I’m pretty sure I’ve figured it out now. I’m working with scipy.sparse.csr_matrix inputs that are converted to nd.sparse.csr_matrix for training and prediction. I was explicitly setting the dtype to np.float32 while setting up the training data, but was not doing it for the prediction data. It’s not obvious to me why prediction would work, but asscalar() would fail.

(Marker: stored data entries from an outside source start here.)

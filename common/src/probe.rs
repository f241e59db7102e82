use serde::Deserialize;
use std::path::Path;
use std::process::{Command, Stdio};
use tracing::{debug, warn};

/// Video stream metadata, as reported by `ffprobe`.
#[derive(Debug, Clone, PartialEq)]
pub struct VideoInfo {
    pub width: u32,
    pub height: u32,
    pub frame_count: u64,
    pub fps: f64,
    /// File name without extension, used when naming exported results.
    pub file_stem: String,
}

impl VideoInfo {
    /// Presentation time of a frame index, in seconds.
    pub fn timestamp_secs(&self, frame_index: u64) -> f64 {
        if self.fps > 0.0 {
            frame_index as f64 / self.fps
        } else {
            0.0
        }
    }

    /// Parse the JSON document produced by
    /// `ffprobe -select_streams v:0 -show_entries stream=... -of json`.
    pub fn from_probe_json(file_stem: &str, json: &str) -> Result<Self, ProbeError> {
        let output: ProbeOutput = serde_json::from_str(json).map_err(ProbeError::Parse)?;
        let stream = output
            .streams
            .into_iter()
            .next()
            .ok_or(ProbeError::NoVideoStream)?;

        let width = stream.width.ok_or(ProbeError::MissingField("width"))?;
        let height = stream.height.ok_or(ProbeError::MissingField("height"))?;
        let fps = stream
            .r_frame_rate
            .as_deref()
            .and_then(parse_rational)
            .unwrap_or(0.0);

        // Some containers omit nb_frames; estimate from duration instead.
        let frame_count = match stream.nb_frames.as_deref().and_then(|s| s.parse().ok()) {
            Some(n) => n,
            None => {
                let duration: f64 = stream
                    .duration
                    .as_deref()
                    .and_then(|s| s.parse().ok())
                    .unwrap_or(0.0);
                let estimated = (duration * fps).round() as u64;
                debug!(file_stem, estimated, "nb_frames missing, estimated from duration");
                estimated
            }
        };

        Ok(Self {
            width,
            height,
            frame_count,
            fps,
            file_stem: file_stem.to_string(),
        })
    }
}

/// Run `ffprobe` against a video file and parse its stream metadata.
pub fn probe(path: &Path) -> Result<VideoInfo, ProbeError> {
    let output = Command::new("ffprobe")
        .args([
            "-v",
            "error",
            "-select_streams",
            "v:0",
            "-show_entries",
            "stream=width,height,nb_frames,r_frame_rate,duration",
            "-of",
            "json",
        ])
        .arg(path)
        .stdin(Stdio::null())
        .output()
        .map_err(|e| ProbeError::Spawn(path.display().to_string(), e))?;

    if !output.status.success() {
        let stderr = String::from_utf8_lossy(&output.stderr).into_owned();
        return Err(ProbeError::Failed(path.display().to_string(), stderr));
    }

    let json = String::from_utf8_lossy(&output.stdout);
    let file_stem = path
        .file_stem()
        .map(|s| s.to_string_lossy().into_owned())
        .unwrap_or_default();
    VideoInfo::from_probe_json(&file_stem, &json)
}

/// Check whether ffmpeg and ffprobe are on PATH. Logs a warning if not;
/// decoding and probing will fail without them.
pub fn check_ffmpeg_available() {
    for tool in ["ffmpeg", "ffprobe"] {
        match Command::new(tool)
            .arg("-version")
            .stdin(Stdio::null())
            .output()
        {
            Ok(out) if out.status.success() => {
                debug!(tool, "available");
            }
            Ok(_) => {
                warn!(tool, "returned non-zero for -version; decoding may fail");
            }
            Err(e) => {
                warn!(tool, error = %e, "not found on PATH; install ffmpeg");
            }
        }
    }
}

/// Parse ffprobe rationals like "30000/1001" or plain "25".
fn parse_rational(value: &str) -> Option<f64> {
    match value.split_once('/') {
        Some((num, den)) => {
            let num: f64 = num.parse().ok()?;
            let den: f64 = den.parse().ok()?;
            if den == 0.0 {
                None
            } else {
                Some(num / den)
            }
        }
        None => value.parse().ok(),
    }
}

#[derive(Debug, thiserror::Error)]
pub enum ProbeError {
    #[error("failed to run ffprobe on {0}: {1}")]
    Spawn(String, std::io::Error),
    #[error("ffprobe failed on {0}: {1}")]
    Failed(String, String),
    #[error("failed to parse ffprobe output: {0}")]
    Parse(serde_json::Error),
    #[error("no video stream found")]
    NoVideoStream,
    #[error("ffprobe output missing field {0}")]
    MissingField(&'static str),
}

#[derive(Debug, Deserialize)]
struct ProbeOutput {
    #[serde(default)]
    streams: Vec<ProbeStream>,
}

#[derive(Debug, Deserialize)]
struct ProbeStream {
    width: Option<u32>,
    height: Option<u32>,
    nb_frames: Option<String>,
    r_frame_rate: Option<String>,
    duration: Option<String>,
}

#[cfg(test)]
mod tests {
    use super::*;

    #[test]
    fn parses_full_stream_entry() {
        let json = r#"{
            "streams": [{
                "width": 1920,
                "height": 1080,
                "r_frame_rate": "30000/1001",
                "duration": "12.512500",
                "nb_frames": "375"
            }]
        }"#;
        let info = VideoInfo::from_probe_json("clip", json).unwrap();
        assert_eq!(info.width, 1920);
        assert_eq!(info.height, 1080);
        assert_eq!(info.frame_count, 375);
        assert!((info.fps - 29.97).abs() < 0.01);
        assert_eq!(info.file_stem, "clip");
    }

    #[test]
    fn estimates_frame_count_from_duration() {
        let json = r#"{
            "streams": [{
                "width": 640,
                "height": 480,
                "r_frame_rate": "25/1",
                "duration": "10.0"
            }]
        }"#;
        let info = VideoInfo::from_probe_json("clip", json).unwrap();
        assert_eq!(info.frame_count, 250);
    }

    #[test]
    fn rejects_missing_stream() {
        let result = VideoInfo::from_probe_json("clip", r#"{"streams": []}"#);
        assert!(matches!(result, Err(ProbeError::NoVideoStream)));
    }

    #[test]
    fn rejects_missing_dimensions() {
        let json = r#"{"streams": [{"r_frame_rate": "25/1"}]}"#;
        assert!(matches!(
            VideoInfo::from_probe_json("clip", json),
            Err(ProbeError::MissingField("width"))
        ));
    }

    #[test]
    fn parses_rational_frame_rates() {
        assert_eq!(parse_rational("25/1"), Some(25.0));
        assert_eq!(parse_rational("24"), Some(24.0));
        assert_eq!(parse_rational("0/0"), None);
        assert_eq!(parse_rational("garbage"), None);
    }

    #[test]
    fn timestamp_from_frame_index() {
        let info = VideoInfo {
            width: 640,
            height: 480,
            frame_count: 100,
            fps: 25.0,
            file_stem: "clip".into(),
        };
        assert_eq!(info.timestamp_secs(50), 2.0);
        assert_eq!(info.timestamp_secs(0), 0.0);
    }
}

Perhaps it is the asynchronicity that @Sergey mentioned above.

Here’s a sample that runs into this issue (here the nd.sparse.csr_matrix is generated from a dense np.array, though):

```
import numpy as np
np.random.seed(12345)
import mxnet as mx
mx.random.seed(12345)
from mxnet import ndarray as nd
# Set up some data
x = np.array([
[0, 0, 0],
[0, 0, 1],
[0, 1, 0],
[0, 1, 1],
[1, 0, 0],
[1, 0, 1],
[1, 1, 0],
[1, 1, 1]
])
y = np.array([
[1, 0],
[0, 1],
[1, 0],
[0, 1],
[1, 0],
[0, 1],
[1, 0],
[0, 1]
])
# Training data has the dtype set explicitly
train_x = nd.sparse.csr_matrix(x, dtype=np.float32, ctx=mx.cpu())
train_y = nd.sparse.csr_matrix(y, dtype=np.float32, ctx=mx.cpu())
# Set up the model
norm_init = mx.initializer.Normal(sigma=0.1)

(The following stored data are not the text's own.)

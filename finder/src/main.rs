mod normalize;
mod rank;
mod scan;
mod score;
mod sink;
mod source;

use std::path::{Path, PathBuf};

use clap::Parser;
use frame_finder_common::config::Config;
use frame_finder_common::probe::{self, ProbeError, VideoInfo};
use frame_finder_common::walk;
use image::RgbImage;
use rayon::prelude::*;
use tracing::{debug, error, info, warn};

use normalize::Normalizer;
use scan::{Sample, ScanError, ScanParams};
use score::Ssim;
use sink::{ConsoleSink, PngExportSink, ResultSink, SinkError};
use source::{FfmpegFrameSource, SourceError};

#[derive(Parser, Debug)]
#[command(name = "frame-finder")]
#[command(about = "Find the frames of a video most similar to a query image")]
#[command(version)]
struct Args {
    /// Query image to search for
    #[arg(short = 's', long)]
    search_frame: PathBuf,

    /// Video file to search
    #[arg(short, long)]
    video: Option<PathBuf>,

    /// Directory of candidate videos (searched recursively, restricted to
    /// videos whose resolution matches the query)
    #[arg(short = 'D', long, conflicts_with = "video")]
    directory: Option<PathBuf>,

    /// Number of best matches to report
    #[arg(short = 'n', long)]
    num_found: Option<usize>,

    /// Also export matched frames as PNGs to this directory
    #[arg(long)]
    out_dir: Option<PathBuf>,

    /// Log every scored frame and skip adjustment
    #[arg(short, long, default_value_t = false)]
    debug: bool,

    /// Optional TOML config file
    #[arg(short, long)]
    config: Option<PathBuf>,
}

#[derive(Debug, thiserror::Error)]
enum FinderError {
    #[error("failed to load query image {0}: {1}")]
    QueryImage(String, image::ImageError),
    #[error(transparent)]
    Probe(#[from] ProbeError),
    #[error(transparent)]
    Source(#[from] SourceError),
    #[error(transparent)]
    Scan(#[from] ScanError),
    #[error(transparent)]
    Sink(#[from] SinkError),
}

fn main() {
    let args = Args::parse();

    let mut config = match &args.config {
        Some(path) => match Config::load(path) {
            Ok(c) => c,
            Err(e) => {
                eprintln!("Failed to load config from {}: {e}", path.display());
                std::process::exit(1);
            }
        },
        None => Config::default(),
    };

    if let Some(n) = args.num_found {
        config.results.count = n;
    }
    if let Some(dir) = &args.out_dir {
        config.results.out_dir = dir.display().to_string();
    }
    if args.debug {
        config.logging.level = "debug".into();
    }

    if let Err(e) = config.validate() {
        eprintln!("{e}");
        std::process::exit(1);
    }
    if args.video.is_none() && args.directory.is_none() {
        eprintln!("one of --video or --directory is required");
        std::process::exit(1);
    }

    tracing_subscriber::fmt()
        .with_env_filter(
            tracing_subscriber::EnvFilter::try_from_default_env()
                .unwrap_or_else(|_| config.logging.level.parse().unwrap_or_default()),
        )
        .init();

    info!(
        search_frame = args.search_frame.display().to_string(),
        downsample = config.scan.downsample,
        skip_start = config.scan.start,
        skip_floor = config.scan.floor,
        skip_ceil = config.scan.ceil,
        skip_step = config.scan.step,
        results = config.results.count,
        "starting frame-finder"
    );

    probe::check_ffmpeg_available();

    let normalizer = Normalizer::new(config.scan.downsample);
    let needle = match load_needle(&args.search_frame, &normalizer) {
        Ok(needle) => needle,
        Err(e) => {
            error!(error = %e, "failed to prepare query image");
            std::process::exit(1);
        }
    };
    info!(
        width = needle.width(),
        height = needle.height(),
        "query image normalized"
    );

    let params = ScanParams {
        start: config.scan.start,
        floor: config.scan.floor,
        ceil: config.scan.ceil,
        step: config.scan.step,
    };

    let outcome = match (&args.video, &args.directory) {
        (Some(video), _) => {
            search_single(video, &needle, &normalizer, &params, &config, args.out_dir.is_some())
        }
        (None, Some(dir)) => search_directory(dir, &needle, &normalizer, &params, &config),
        (None, None) => unreachable!("validated above"),
    };

    if let Err(e) = outcome {
        error!(error = %e, "search failed");
        std::process::exit(1);
    }
}

/// Load and normalize the query image once, before any scanning.
fn load_needle(path: &Path, normalizer: &Normalizer) -> Result<RgbImage, FinderError> {
    let image = image::open(path)
        .map_err(|e| FinderError::QueryImage(path.display().to_string(), e))?
        .to_rgb8();
    Ok(normalizer.normalize(&image))
}

/// Scan one video and return its ranked matches.
fn search_video(
    path: &Path,
    info: &VideoInfo,
    needle: &RgbImage,
    normalizer: &Normalizer,
    params: &ScanParams,
    count: usize,
) -> Result<Vec<Sample>, FinderError> {
    info!(
        video = path.display().to_string(),
        frames = info.frame_count,
        width = info.width,
        height = info.height,
        "searching video"
    );

    let mut source = FfmpegFrameSource::open(path, info)?;
    let samples = scan::scan(needle, &mut source, normalizer, &Ssim::default(), params)?;
    drop(source);

    info!(
        video = path.display().to_string(),
        sampled = samples.len(),
        "scan complete"
    );
    Ok(rank::select_top(&samples, count))
}

fn search_single(
    video: &Path,
    needle: &RgbImage,
    normalizer: &Normalizer,
    params: &ScanParams,
    config: &Config,
    export: bool,
) -> Result<(), FinderError> {
    let info = probe::probe(video)?;
    let ranked = search_video(video, &info, needle, normalizer, params, config.results.count)?;

    ConsoleSink.emit(video, &info, &ranked)?;
    if export {
        PngExportSink::new(&config.results.out_dir).emit(video, &info, &ranked)?;
    }
    Ok(())
}

fn search_directory(
    dir: &Path,
    needle: &RgbImage,
    normalizer: &Normalizer,
    params: &ScanParams,
    config: &Config,
) -> Result<(), FinderError> {
    let videos = walk::find_videos(dir);
    info!(
        directory = dir.display().to_string(),
        candidates = videos.len(),
        "collected candidate videos"
    );

    // Only videos whose normalized resolution matches the query can be
    // compared at all; everything else is filtered out up front.
    let matching: Vec<(PathBuf, VideoInfo)> = videos
        .into_iter()
        .filter_map(|path| match probe::probe(&path) {
            Ok(info) => {
                if normalizer.normalized_dimensions(info.width, info.height)
                    == needle.dimensions()
                {
                    Some((path, info))
                } else {
                    debug!(
                        video = path.display().to_string(),
                        width = info.width,
                        height = info.height,
                        "resolution does not match query, skipping"
                    );
                    None
                }
            }
            Err(e) => {
                warn!(video = path.display().to_string(), error = %e, "probe failed, skipping");
                None
            }
        })
        .collect();
    info!(matching = matching.len(), "resolution-matched candidates");

    // Each scan owns its decoder and state, so candidates search in parallel.
    matching.par_iter().for_each(|(path, info)| {
        let result = search_video(path, info, needle, normalizer, params, config.results.count)
            .and_then(|ranked| {
                ConsoleSink.emit(path, info, &ranked)?;
                PngExportSink::new(&config.results.out_dir).emit(path, info, &ranked)?;
                Ok(())
            });
        if let Err(e) = result {
            error!(video = path.display().to_string(), error = %e, "search failed");
        }
    });

    Ok(())
}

bias_init = mx.initializer.Zero()
X = mx.sym.Variable('X', stype='csr')
Y = mx.sym.Variable('Y', stype='csr')
W1 = mx.symbol.Variable('W1', stype='row_sparse', shape=(3, 5), init=norm_init)
b1 = mx.symbol.Variable('b1', shape=5, init=bias_init)
f1 = mx.sym.broadcast_add(mx.sym.sparse.dot(X, W1), b1)
r1 = mx.sym.relu(f1)
d1 = mx.sym.Dropout(r1, p=0.5)
W2 = mx.symbol.Variable('W2', shape=(5, 2), init=norm_init)
b2 = mx.symbol.Variable('b2', shape=2, init=bias_init)
f2 = mx.sym.broadcast_add(mx.sym.sparse.dot(d1, W2), b2)
output = mx.sym.LogisticRegressionOutput(f2, label=Y)
# Create the module and train
train_iter = mx.io.NDArrayIter(train_x, train_y, batch_size=2, last_batch_handle='discard', data_name='X', label_name='Y')
mod = mx.mod.Module(symbol=output,
data_names=['X'],
label_names=['Y'],
context=mx.gpu()
)
mod.bind(data_shapes=train_iter.provide_data, label_shapes=train_iter.provide_label)
mod.init_params()
mod.init_optimizer(optimizer='sgd', optimizer_params={'learning_rate':0.5})
train_iter.reset()
mod.fit(train_iter,
eval_metric='loss',
num_epoch=1
)
# Set up the prediction data, without specifying the dtype. If specified, the rest works.
test_x = nd.sparse.csr_matrix(x, ctx=mx.cpu())
test_iter = mx.io.NDArrayIter(test_x, None, batch_size=2, last_batch_handle='discard', data_name='X', label_name='Y')
for (outputs, nbatch, batch) in mod.iter_predict(test_iter):
predicted = outputs[0]
print(predicted.context)
topk = predicted.topk(k=1, ret_typ='both')
for idx in range(predicted.shape[0]):
top_predictions = [(topk[1][idx, j].asscalar(), topk[0][idx, j].asscalar()) for j in range(1)]
print(top_predictions)
```